--- Records for processing ---

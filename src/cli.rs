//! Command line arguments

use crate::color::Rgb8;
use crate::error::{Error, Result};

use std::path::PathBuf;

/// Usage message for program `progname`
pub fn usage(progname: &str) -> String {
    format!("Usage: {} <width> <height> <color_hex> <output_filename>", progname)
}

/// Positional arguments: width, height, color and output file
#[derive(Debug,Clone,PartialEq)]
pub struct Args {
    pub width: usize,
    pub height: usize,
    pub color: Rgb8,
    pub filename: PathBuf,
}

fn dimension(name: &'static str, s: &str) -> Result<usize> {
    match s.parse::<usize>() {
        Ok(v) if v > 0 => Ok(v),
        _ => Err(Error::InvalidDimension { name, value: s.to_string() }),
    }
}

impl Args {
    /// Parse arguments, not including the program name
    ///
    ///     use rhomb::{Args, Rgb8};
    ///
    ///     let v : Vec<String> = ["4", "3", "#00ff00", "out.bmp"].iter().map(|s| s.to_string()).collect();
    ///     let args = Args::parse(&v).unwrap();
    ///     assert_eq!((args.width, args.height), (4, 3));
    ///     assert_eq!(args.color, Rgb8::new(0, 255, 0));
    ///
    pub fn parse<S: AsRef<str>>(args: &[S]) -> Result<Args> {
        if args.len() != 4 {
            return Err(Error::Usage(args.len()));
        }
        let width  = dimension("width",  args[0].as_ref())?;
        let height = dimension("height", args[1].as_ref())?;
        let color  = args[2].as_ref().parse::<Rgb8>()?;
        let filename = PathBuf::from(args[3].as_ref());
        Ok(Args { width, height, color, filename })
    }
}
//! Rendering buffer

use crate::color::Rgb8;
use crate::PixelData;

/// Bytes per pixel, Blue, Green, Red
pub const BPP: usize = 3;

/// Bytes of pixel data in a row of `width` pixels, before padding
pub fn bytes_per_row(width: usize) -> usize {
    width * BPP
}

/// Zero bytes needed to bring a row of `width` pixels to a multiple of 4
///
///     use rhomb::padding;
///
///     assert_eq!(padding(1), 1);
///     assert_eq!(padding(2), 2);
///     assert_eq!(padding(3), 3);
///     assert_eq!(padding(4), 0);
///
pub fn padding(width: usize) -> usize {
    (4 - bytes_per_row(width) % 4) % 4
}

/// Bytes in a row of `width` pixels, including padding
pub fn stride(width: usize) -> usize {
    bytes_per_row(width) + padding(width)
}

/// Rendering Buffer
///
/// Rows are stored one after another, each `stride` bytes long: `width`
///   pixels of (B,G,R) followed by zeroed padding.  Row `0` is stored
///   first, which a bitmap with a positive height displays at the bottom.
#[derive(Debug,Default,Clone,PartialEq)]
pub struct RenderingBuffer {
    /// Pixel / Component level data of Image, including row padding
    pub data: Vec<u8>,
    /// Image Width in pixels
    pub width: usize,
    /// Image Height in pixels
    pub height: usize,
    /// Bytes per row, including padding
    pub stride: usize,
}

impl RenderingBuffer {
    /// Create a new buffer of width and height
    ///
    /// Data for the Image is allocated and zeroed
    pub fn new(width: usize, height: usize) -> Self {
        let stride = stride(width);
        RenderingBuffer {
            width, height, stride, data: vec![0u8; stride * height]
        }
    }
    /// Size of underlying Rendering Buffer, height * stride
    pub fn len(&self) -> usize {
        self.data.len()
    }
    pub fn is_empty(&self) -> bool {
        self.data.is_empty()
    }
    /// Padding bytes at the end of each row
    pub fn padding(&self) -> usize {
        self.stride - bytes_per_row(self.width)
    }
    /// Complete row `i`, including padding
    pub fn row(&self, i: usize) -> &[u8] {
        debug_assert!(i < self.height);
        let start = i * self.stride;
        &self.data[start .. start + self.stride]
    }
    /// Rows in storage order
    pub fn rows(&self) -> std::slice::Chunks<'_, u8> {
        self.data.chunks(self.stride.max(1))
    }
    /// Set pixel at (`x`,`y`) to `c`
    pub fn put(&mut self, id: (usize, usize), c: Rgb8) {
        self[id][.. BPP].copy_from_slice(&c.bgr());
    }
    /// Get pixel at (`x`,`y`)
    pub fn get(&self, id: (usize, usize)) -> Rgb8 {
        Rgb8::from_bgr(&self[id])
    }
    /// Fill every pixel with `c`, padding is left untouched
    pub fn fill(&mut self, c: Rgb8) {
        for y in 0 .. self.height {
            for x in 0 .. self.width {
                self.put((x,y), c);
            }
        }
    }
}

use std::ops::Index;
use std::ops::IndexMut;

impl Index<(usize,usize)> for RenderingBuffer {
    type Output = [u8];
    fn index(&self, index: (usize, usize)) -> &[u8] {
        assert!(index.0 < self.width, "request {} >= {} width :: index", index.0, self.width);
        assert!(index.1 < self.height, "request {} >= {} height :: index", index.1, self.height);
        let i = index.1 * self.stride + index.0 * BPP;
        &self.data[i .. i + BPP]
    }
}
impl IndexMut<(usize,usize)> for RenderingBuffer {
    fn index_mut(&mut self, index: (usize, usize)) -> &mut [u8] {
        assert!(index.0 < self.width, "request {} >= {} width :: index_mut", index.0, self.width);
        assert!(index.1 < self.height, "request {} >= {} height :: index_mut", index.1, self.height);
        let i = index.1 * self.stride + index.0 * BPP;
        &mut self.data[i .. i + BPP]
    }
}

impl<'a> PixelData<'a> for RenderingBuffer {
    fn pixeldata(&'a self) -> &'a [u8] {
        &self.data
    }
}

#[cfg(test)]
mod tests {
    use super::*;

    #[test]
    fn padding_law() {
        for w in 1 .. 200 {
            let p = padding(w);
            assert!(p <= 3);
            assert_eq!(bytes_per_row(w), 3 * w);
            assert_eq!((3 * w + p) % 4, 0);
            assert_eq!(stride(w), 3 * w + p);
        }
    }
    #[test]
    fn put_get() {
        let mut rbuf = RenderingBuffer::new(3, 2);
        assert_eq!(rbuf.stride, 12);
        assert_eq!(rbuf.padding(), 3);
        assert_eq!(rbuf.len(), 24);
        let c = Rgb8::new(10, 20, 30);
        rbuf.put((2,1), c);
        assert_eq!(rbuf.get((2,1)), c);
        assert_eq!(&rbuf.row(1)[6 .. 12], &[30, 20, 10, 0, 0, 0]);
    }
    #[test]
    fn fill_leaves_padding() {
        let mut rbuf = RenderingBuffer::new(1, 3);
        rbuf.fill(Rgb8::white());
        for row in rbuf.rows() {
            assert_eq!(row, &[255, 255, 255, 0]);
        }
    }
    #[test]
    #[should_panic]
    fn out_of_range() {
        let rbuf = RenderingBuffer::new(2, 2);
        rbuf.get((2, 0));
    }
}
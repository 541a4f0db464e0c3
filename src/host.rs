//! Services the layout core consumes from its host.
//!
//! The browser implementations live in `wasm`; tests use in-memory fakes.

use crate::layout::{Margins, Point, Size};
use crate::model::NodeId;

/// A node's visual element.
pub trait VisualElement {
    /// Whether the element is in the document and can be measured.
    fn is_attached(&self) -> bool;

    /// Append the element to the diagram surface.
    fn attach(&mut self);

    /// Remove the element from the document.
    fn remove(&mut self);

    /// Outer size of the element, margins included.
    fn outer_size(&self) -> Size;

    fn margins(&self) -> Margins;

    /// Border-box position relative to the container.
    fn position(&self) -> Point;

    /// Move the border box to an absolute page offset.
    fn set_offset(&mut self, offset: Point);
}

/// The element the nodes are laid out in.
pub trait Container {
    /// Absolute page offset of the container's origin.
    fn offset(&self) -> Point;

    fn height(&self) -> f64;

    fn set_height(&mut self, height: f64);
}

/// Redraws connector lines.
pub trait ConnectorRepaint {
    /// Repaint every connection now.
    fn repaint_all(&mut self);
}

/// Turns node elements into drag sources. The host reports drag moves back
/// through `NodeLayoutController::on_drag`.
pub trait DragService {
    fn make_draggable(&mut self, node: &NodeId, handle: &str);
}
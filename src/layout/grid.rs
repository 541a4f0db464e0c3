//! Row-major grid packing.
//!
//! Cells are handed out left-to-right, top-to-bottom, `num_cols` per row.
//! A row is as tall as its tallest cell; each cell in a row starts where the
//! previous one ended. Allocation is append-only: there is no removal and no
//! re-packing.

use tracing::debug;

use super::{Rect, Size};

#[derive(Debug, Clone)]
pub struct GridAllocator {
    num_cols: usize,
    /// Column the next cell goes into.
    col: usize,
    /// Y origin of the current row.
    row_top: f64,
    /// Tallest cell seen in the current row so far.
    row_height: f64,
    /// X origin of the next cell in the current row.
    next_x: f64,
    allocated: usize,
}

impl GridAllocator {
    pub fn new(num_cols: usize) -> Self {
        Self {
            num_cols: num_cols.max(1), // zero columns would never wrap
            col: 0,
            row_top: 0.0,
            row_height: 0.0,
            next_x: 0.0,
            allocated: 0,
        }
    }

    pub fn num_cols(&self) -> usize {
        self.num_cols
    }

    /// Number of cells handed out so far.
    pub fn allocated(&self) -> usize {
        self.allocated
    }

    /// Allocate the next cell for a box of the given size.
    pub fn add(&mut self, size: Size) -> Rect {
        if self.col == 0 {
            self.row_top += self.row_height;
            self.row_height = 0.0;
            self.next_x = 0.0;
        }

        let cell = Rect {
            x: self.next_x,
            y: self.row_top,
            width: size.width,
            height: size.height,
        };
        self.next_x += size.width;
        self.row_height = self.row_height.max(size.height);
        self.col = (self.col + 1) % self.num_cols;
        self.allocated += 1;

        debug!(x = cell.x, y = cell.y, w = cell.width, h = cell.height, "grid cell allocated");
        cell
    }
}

---
--- Records for processing ---

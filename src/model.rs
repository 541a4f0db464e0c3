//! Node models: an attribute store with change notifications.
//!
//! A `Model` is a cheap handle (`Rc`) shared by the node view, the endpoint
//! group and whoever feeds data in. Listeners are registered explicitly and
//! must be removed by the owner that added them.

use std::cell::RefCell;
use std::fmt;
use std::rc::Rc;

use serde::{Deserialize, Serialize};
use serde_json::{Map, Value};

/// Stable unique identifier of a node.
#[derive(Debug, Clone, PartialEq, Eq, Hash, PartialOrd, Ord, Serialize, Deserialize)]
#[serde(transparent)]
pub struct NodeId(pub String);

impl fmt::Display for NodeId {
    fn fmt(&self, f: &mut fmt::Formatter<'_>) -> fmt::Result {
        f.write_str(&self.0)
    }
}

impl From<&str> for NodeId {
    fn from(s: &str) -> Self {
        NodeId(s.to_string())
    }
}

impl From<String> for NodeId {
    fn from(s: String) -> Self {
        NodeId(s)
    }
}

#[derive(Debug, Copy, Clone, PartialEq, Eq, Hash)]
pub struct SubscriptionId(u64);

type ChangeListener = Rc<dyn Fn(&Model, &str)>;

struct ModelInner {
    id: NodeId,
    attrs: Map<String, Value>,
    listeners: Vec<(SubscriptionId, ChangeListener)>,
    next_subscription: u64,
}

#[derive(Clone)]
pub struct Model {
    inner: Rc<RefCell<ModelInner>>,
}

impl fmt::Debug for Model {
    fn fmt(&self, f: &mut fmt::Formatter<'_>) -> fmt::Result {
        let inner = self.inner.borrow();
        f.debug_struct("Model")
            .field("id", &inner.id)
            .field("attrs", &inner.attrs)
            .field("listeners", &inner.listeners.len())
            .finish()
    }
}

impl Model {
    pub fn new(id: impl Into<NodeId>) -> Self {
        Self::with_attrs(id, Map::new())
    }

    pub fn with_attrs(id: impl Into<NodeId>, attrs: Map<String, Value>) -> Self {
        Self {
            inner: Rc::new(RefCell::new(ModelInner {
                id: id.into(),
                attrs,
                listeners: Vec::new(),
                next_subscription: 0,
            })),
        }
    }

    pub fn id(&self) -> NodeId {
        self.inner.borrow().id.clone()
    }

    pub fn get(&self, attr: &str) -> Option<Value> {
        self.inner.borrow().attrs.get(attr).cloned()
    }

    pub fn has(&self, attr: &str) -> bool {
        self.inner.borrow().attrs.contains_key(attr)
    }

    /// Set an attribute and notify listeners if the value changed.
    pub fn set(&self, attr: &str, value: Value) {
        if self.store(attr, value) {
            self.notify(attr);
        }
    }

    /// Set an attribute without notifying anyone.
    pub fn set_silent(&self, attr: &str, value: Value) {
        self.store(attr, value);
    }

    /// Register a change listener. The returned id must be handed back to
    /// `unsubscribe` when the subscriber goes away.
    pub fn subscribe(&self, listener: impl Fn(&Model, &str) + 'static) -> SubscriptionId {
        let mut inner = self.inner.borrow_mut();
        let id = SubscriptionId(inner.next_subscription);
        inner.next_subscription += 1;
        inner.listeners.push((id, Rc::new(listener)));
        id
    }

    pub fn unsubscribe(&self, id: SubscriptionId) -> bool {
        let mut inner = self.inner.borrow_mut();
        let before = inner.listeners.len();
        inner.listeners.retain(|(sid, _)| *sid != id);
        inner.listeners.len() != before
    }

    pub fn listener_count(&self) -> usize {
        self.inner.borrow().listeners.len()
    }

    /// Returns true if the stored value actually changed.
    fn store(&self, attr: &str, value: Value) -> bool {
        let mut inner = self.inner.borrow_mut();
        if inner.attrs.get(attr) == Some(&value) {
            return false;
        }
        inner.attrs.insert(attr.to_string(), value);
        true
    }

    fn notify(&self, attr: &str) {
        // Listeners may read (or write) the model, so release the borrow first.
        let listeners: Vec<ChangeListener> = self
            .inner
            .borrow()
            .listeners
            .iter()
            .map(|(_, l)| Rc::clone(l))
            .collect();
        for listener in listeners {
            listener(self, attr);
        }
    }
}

---
--- Records for processing ---

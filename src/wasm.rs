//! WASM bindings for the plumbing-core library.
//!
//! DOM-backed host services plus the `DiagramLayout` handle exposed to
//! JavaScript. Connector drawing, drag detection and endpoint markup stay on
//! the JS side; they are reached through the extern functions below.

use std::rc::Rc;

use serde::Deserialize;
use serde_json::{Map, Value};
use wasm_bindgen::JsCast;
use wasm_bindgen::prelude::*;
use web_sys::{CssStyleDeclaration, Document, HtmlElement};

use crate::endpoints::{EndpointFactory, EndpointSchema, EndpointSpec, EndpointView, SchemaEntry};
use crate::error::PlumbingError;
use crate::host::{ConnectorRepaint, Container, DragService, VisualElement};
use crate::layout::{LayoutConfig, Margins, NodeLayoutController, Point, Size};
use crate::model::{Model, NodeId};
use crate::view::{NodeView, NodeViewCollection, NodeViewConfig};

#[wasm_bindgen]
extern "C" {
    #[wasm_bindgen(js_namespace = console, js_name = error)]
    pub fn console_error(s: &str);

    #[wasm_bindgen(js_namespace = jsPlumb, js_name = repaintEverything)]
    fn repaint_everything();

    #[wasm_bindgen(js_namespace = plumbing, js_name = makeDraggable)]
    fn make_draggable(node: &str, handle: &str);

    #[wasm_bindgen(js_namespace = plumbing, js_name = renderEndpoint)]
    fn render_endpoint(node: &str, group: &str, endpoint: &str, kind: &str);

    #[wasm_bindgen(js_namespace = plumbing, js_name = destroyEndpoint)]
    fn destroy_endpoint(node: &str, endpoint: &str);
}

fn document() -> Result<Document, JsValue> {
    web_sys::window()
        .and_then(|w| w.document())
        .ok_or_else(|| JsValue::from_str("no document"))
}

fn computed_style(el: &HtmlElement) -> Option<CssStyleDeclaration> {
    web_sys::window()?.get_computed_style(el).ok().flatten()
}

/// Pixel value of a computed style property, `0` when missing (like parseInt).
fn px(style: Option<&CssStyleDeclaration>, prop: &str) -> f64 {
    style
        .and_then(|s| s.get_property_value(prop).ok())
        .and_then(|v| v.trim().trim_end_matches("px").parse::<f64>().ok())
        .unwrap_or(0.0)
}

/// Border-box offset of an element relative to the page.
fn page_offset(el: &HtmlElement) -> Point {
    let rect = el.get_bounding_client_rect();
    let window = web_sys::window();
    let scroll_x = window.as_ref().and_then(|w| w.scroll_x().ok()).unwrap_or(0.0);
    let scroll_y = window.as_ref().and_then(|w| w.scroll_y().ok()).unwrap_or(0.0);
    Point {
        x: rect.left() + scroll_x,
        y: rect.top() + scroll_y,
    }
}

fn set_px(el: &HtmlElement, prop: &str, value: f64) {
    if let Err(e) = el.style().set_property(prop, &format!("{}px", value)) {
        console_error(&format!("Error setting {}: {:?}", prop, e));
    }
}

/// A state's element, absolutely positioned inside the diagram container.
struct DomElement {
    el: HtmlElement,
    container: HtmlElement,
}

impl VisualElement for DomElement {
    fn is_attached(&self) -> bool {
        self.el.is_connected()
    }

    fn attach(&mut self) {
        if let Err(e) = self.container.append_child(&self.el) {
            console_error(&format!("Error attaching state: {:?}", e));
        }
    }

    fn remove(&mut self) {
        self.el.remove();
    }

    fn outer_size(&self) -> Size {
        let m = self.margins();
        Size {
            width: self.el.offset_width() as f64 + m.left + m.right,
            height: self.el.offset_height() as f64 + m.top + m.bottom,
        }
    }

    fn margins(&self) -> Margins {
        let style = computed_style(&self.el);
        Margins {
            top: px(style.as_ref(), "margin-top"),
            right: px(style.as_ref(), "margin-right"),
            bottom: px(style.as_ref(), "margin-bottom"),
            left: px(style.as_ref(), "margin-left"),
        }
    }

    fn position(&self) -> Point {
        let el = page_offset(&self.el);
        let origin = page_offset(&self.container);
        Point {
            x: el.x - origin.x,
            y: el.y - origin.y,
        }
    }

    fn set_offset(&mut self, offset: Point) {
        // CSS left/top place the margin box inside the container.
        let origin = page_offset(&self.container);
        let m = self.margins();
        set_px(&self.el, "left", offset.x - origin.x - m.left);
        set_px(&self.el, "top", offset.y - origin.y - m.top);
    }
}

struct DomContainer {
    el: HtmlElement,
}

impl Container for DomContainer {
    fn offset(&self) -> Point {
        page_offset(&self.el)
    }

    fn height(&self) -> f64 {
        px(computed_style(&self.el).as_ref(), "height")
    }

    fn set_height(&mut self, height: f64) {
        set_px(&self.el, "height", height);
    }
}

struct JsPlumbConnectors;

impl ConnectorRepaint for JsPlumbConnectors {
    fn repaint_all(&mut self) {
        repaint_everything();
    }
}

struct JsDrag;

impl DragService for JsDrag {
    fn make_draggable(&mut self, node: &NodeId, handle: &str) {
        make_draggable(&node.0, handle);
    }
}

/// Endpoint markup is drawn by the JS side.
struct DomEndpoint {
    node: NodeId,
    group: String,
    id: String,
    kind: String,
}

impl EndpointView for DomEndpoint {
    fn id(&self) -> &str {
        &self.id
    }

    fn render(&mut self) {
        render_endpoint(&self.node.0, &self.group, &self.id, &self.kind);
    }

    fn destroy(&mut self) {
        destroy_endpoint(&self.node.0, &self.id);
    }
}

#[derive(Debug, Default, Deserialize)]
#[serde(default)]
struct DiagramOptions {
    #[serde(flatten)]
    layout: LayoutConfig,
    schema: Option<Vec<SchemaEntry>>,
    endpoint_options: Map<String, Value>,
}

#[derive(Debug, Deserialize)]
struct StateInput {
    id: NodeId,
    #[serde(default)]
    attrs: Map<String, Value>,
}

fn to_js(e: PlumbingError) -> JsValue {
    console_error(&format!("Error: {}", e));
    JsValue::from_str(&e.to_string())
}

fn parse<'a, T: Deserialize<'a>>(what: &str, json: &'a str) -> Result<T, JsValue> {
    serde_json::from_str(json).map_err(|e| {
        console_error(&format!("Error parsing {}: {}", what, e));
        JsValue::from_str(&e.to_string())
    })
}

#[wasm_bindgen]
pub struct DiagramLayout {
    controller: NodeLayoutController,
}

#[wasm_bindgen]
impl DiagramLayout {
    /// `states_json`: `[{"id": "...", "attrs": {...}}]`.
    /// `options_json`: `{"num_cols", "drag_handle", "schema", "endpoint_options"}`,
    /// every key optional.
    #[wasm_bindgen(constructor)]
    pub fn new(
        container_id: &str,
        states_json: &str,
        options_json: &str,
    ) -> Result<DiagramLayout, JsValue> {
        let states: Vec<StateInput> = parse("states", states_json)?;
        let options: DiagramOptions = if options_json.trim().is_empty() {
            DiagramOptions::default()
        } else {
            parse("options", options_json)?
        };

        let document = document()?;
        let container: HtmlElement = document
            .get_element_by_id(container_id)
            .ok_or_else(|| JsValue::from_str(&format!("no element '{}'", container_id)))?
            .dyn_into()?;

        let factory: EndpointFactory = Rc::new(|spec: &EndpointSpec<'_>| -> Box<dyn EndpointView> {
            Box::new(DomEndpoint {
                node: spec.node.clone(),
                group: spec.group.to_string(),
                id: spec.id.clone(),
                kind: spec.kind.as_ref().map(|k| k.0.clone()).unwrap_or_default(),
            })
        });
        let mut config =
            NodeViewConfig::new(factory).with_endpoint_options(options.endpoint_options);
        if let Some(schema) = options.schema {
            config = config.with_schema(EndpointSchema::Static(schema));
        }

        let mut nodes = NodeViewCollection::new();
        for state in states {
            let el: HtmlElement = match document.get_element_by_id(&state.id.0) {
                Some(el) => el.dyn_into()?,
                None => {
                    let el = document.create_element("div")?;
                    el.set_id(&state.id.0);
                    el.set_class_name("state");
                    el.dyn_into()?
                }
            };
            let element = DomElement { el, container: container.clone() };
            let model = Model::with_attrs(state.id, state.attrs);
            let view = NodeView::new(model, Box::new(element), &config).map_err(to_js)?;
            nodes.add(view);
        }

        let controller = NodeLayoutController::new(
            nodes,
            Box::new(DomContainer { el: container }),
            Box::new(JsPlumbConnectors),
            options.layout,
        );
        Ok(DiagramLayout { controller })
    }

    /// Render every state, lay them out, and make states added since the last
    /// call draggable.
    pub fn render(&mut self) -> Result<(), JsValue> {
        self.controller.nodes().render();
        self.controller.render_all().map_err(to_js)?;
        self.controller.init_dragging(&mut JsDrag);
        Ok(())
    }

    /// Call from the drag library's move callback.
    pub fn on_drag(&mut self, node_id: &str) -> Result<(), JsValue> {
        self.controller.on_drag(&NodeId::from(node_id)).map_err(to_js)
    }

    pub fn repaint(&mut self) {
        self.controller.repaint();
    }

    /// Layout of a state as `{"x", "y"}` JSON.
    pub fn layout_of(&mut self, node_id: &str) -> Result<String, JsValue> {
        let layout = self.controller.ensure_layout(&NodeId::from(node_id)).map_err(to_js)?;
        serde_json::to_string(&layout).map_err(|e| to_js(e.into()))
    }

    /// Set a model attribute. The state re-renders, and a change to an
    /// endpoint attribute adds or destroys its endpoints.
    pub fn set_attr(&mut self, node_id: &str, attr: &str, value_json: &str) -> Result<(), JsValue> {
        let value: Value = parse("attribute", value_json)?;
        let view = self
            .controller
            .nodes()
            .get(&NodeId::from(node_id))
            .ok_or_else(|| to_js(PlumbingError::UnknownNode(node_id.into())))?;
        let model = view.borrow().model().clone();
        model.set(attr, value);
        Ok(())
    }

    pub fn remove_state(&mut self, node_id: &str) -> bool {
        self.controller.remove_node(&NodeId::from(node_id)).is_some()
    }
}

---

_Work order_
Using the listing above, return word for word each line from the one that has "Redraws connector lines." through the one that has "self.next_x += size.width;", and no line outside that range.

_Output of the exercise_
/// Redraws connector lines.
pub trait ConnectorRepaint {
    /// Repaint every connection now.
    fn repaint_all(&mut self);
}

/// Turns node elements into drag sources. The host reports drag moves back
/// through `NodeLayoutController::on_drag`.
pub trait DragService {
    fn make_draggable(&mut self, node: &NodeId, handle: &str);
}
filename src/layout/grid.rs
repository 541a4f0db464e0c3
//! Row-major grid packing.
//!
//! Cells are handed out left-to-right, top-to-bottom, `num_cols` per row.
//! A row is as tall as its tallest cell; each cell in a row starts where the
//! previous one ended. Allocation is append-only: there is no removal and no
//! re-packing.

use tracing::debug;

use super::{Rect, Size};

#[derive(Debug, Clone)]
pub struct GridAllocator {
    num_cols: usize,
    /// Column the next cell goes into.
    col: usize,
    /// Y origin of the current row.
    row_top: f64,
    /// Tallest cell seen in the current row so far.
    row_height: f64,
    /// X origin of the next cell in the current row.
    next_x: f64,
    allocated: usize,
}

impl GridAllocator {
    pub fn new(num_cols: usize) -> Self {
        Self {
            num_cols: num_cols.max(1), // zero columns would never wrap
            col: 0,
            row_top: 0.0,
            row_height: 0.0,
            next_x: 0.0,
            allocated: 0,
        }
    }

    pub fn num_cols(&self) -> usize {
        self.num_cols
    }

    /// Number of cells handed out so far.
    pub fn allocated(&self) -> usize {
        self.allocated
    }

    /// Allocate the next cell for a box of the given size.
    pub fn add(&mut self, size: Size) -> Rect {
        if self.col == 0 {
            self.row_top += self.row_height;
            self.row_height = 0.0;
            self.next_x = 0.0;
        }

        let cell = Rect {
            x: self.next_x,
            y: self.row_top,
            width: size.width,
            height: size.height,
        };
        self.next_x += size.width;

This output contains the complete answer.